Why-now and how-much: the two-sided discipline

Catalysts and downside-case work together as the two-sided discipline of the memo. Catalysts answer "why now?" -- the question that distinguishes an actionable trade from a stock you simply like. The downside case answers "how much will I lose if I am wrong?" -- the question that distinguishes a sizable position from a speculative one. Both sections force commitment: a real catalyst is a specific prediction that the analyst will be right or wrong about within a defined window, and a quantified downside is a specific number the analyst will be right or wrong about in the bear scenario. The professional memo treats both as load-bearing; the amateur memo treats both as decorative. The discipline of writing both -- in your own memos and demanding both from memos you read -- is what separates the practitioners whose track records compound from those whose do not.

Building a defensible bear-case price

Apply: you have written a memo with a bull case of $150 (50% upside from $100) and you need to commit to a bear-case price.

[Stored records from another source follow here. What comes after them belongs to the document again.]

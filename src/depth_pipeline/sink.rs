//! Frame sinks
//!
//! Sinks receive every `(frame, depth map)` pair in registration order. They
//! are prepared once with the source's parameters and closed exactly once by
//! the pipeline.

mod writer;
mod callback_sink;
mod image_dir_sink;
mod tiff_encoder;
mod screen_sink;
mod video_sink;
#[cfg(feature = "video-ffmpeg")]
mod ffmpeg_encoder;

pub use writer::FrameSink;
pub use callback_sink::CallbackSink;
pub use image_dir_sink::{ImageDirSink, ImageFormat, ImageSinkConfig, ImageSinkConfigBuilder, NameRule};
pub use tiff_encoder::{TiffCompression, encode_tiff};
pub use screen_sink::ScreenSink;
pub use video_sink::{SinkContent, VideoFileSink};
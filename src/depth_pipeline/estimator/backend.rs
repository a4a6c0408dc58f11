use crate::depth_pipeline::common::{DepthMap, Frame, Result};

/// Opaque `Frame -> DepthMap` operation.
///
/// Calls are synchronous and cannot be interrupted. The returned map must have
/// the frame's dimensions and be min-max normalised, see [`normalize_depth`].
pub trait DepthEstimator: Send {
    fn name(&self) -> &'static str;

    fn estimate(&mut self, frame: &Frame) -> Result<DepthMap>;
}

impl<E: DepthEstimator + ?Sized> DepthEstimator for Box<E> {
    fn name(&self) -> &'static str {
        (**self).name()
    }

    fn estimate(&mut self, frame: &Frame) -> Result<DepthMap> {
        (**self).estimate(frame)
    }
}

/// Maps raw estimator output onto `0..=255`.
///
/// Non-finite values count as zero. A flat prediction yields an all-zero map.
pub fn normalize_depth(values: &[f32], width: usize, height: usize) -> Result<DepthMap> {
    let sanitized = values.iter().map(|&v| if v.is_finite() { v } else { 0.0 });

    let (min, max) = sanitized
        .clone()
        .fold((f32::INFINITY, f32::NEG_INFINITY), |(lo, hi), v| {
            (lo.min(v), hi.max(v))
        });

    let data: Vec<u8> = if max - min > f32::EPSILON {
        let scale = u8::MAX as f32 / (max - min);
        sanitized
            .map(|v| ((v - min) * scale).clamp(0.0, 255.0) as u8)
            .collect()
    } else {
        vec![0u8; values.len()]
    };

    DepthMap::new(width, height, data)
}

#[cfg(test)]
mod tests {
    use super::*;

    #[test]
    fn values_are_stretched_to_full_range() {
        let depth = normalize_depth(&[2.0, 4.0, 6.0], 3, 1).unwrap();
        assert_eq!(depth.data(), &[0, 127, 255]);
    }

    #[test]
    fn flat_prediction_is_all_zero() {
        let depth = normalize_depth(&[3.5; 4], 2, 2).unwrap();
        assert_eq!(depth.data(), &[0, 0, 0, 0]);
    }

    #[test]
    fn non_finite_values_become_zero_before_scaling() {
        let depth = normalize_depth(&[f32::NAN, 10.0, f32::INFINITY, 5.0], 4, 1).unwrap();
        assert_eq!(depth.data(), &[0, 255, 0, 127]);
    }

    #[test]
    fn wrong_length_is_rejected() {
        assert!(normalize_depth(&[1.0, 2.0], 3, 1).is_err());
    }
}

The company's debt covenants get tight at roughly 4x net leverage, which would happen if EBITDA fell about 30%; comparable cyclical drawdowns in the sector have produced 35-50% peak-to-trough multiple compression. What is the disciplined process for arriving at the bear-case number?

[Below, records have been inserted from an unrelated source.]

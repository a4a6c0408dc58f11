use std::path::Path;
use std::sync::{Arc, Mutex};

use image::{Rgb, RgbImage};

use dmconvert_rs::depth_pipeline::{
    CallbackSink, CameraConfig, CameraSource, DepthPipeline, ImageDirSink, ImageDirSource,
    ImageSinkConfig, LumaDepthEstimator, PipelineState, RunOutcome, StabilizerConfig,
    StereoConfig, StereoSynthesizer, TemporalStabilizer,
};

fn write_gradient(dir: &Path, name: &str, shift: u32) {
    let image = RgbImage::from_fn(16, 8, |x, y| {
        let v = ((x + shift) * 16 % 256) as u8;
        Rgb([v, (y * 32) as u8, 255 - v])
    });
    image.save(dir.join(name)).unwrap();
}

fn sorted_names(dir: &Path) -> Vec<String> {
    let mut names: Vec<String> = std::fs::read_dir(dir)
        .unwrap()
        .map(|e| e.unwrap().file_name().to_string_lossy().into_owned())
        .collect();
    names.sort();
    names
}

#[test]
fn image_directory_to_depth_and_concat_files() {
    let input = tempfile::tempdir().unwrap();
    let output = tempfile::tempdir().unwrap();
    for i in 0..3 {
        write_gradient(input.path(), &format!("frame_{}.png", i), i);
    }

    let source = ImageDirSource::open(input.path()).unwrap();
    let sink = ImageDirSink::new(
        output.path(),
        ImageSinkConfig::builder()
            .write_depth(true)
            .write_concat(true)
            .build(),
    );
    let mut pipeline = DepthPipeline::new(source, LumaDepthEstimator::new())
        .with_postprocessor(Arc::new(TemporalStabilizer::new(StabilizerConfig::default())))
        .with_postprocessor(Arc::new(StereoSynthesizer::new(StereoConfig::default())))
        .with_sink(Box::new(sink));

    let report = pipeline.start().unwrap();

    assert_eq!(report.frames_processed, 3);
    assert_eq!(report.outcome, RunOutcome::Completed);
    assert_eq!(pipeline.state(), PipelineState::Stopped);
    assert_eq!(
        sorted_names(output.path()),
        vec!["1_concat.png", "1_dm.png", "2_concat.png", "2_dm.png", "3_concat.png", "3_dm.png"]
    );

    let depth = image::open(output.path().join("1_dm.png")).unwrap().to_luma8();
    assert_eq!(depth.dimensions(), (16, 8));
    assert_eq!(depth.pixels().map(|p| p.0[0]).max(), Some(255));

    let concat = image::open(output.path().join("2_concat.png")).unwrap().to_rgb8();
    assert_eq!(concat.dimensions(), (16, 16));
}

#[test]
fn stub_camera_runs_until_stopped() {
    let source = CameraSource::open(CameraConfig {
        device: "stub://integration".to_string(),
        fps: 30,
        width: 32,
        height: 16,
    })
    .unwrap();

    let seen = Arc::new(Mutex::new(Vec::new()));
    let mut pipeline = DepthPipeline::new(source, LumaDepthEstimator::new())
        .with_postprocessor(Arc::new(StereoSynthesizer::default()));
    let handle = pipeline.handle();
    let recorder = seen.clone();
    pipeline.add_sink(Box::new(CallbackSink::new(move |frame, depth| {
        let mut seen = recorder.lock().unwrap();
        seen.push((frame.width(), depth.height()));
        if seen.len() == 4 {
            handle.stop();
        }
        Ok(())
    })));

    let report = pipeline.start().unwrap();

    assert_eq!(report.frames_processed, 4);
    assert_eq!(report.outcome, RunOutcome::Stopped);
    assert!(seen.lock().unwrap().iter().all(|&size| size == (32, 16)));
}

#[test]
fn empty_directory_completes_without_frames() {
    let input = tempfile::tempdir().unwrap();
    let source = ImageDirSource::open(input.path()).unwrap();
    let mut pipeline = DepthPipeline::new(source, LumaDepthEstimator::new());

    let report = pipeline.start().unwrap();
    assert_eq!(report.frames_processed, 0);
    assert_eq!(report.outcome, RunOutcome::Completed);
}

Four pathologies in catalyst and downside writing

Going deeper (optional). Up next: four common pathologies in catalysts-and-downside writing — an advanced aside you can skip on first pass and come back to anytime. Continue when you're curious.

Going Deeper -- four common pathologies in catalysts-and-downside writing. (1) Soft-pedaled downside: the bear-case number is set lazily 10-15% below current price because anything worse would make the trade unattractive; spot it by checking whether the author's bear-case assumptions are anywhere near the historical drawdowns in the sector. (2) Time-unbounded catalyst: "will re-rate at some point" lets the author claim a catalyst exists while never being wrong about timing; the right discipline is to name a window (e.g., 6-18 months) and revisit the position if the catalyst does not materialize. (3) Single-catalyst dependency: the entire thesis rests on one binary event (FDA approval, M&A announcement, earnings beat); the downside if that event fails is rarely sized correctly because the analyst is rooting for the outcome. (4) Asymmetry math hand-waved: the memo gives a price target without giving a downside, or gives both but never computes the ratio; the reader is left to do the work the memo should have done. AI prompt for self-review: "Given this investment memo's bull case and bear case, compute the asymmetry ratio and assess whether the position-sizing implied by the memo is consistent with that ratio." The next module covers valuation triangulation -- the three-method discipline that produces the bull and bear price targets themselves.

Check your understanding

Sit with the ideas.

You are evaluating two investment memos on different stocks. Memo A projects $50 upside (50% return) from a current price of $100; the author lists three risks in boilerplate language and notes the stock "could decline modestly" in adverse scenarios. Memo B projects $30 upside (30% return) from a current price of $100; the author quantifies the downside at $80 (a 20% loss) in their bear case and explicitly compares the bull-bear asymmetry. Which memo's framework is more decision-useful, and why?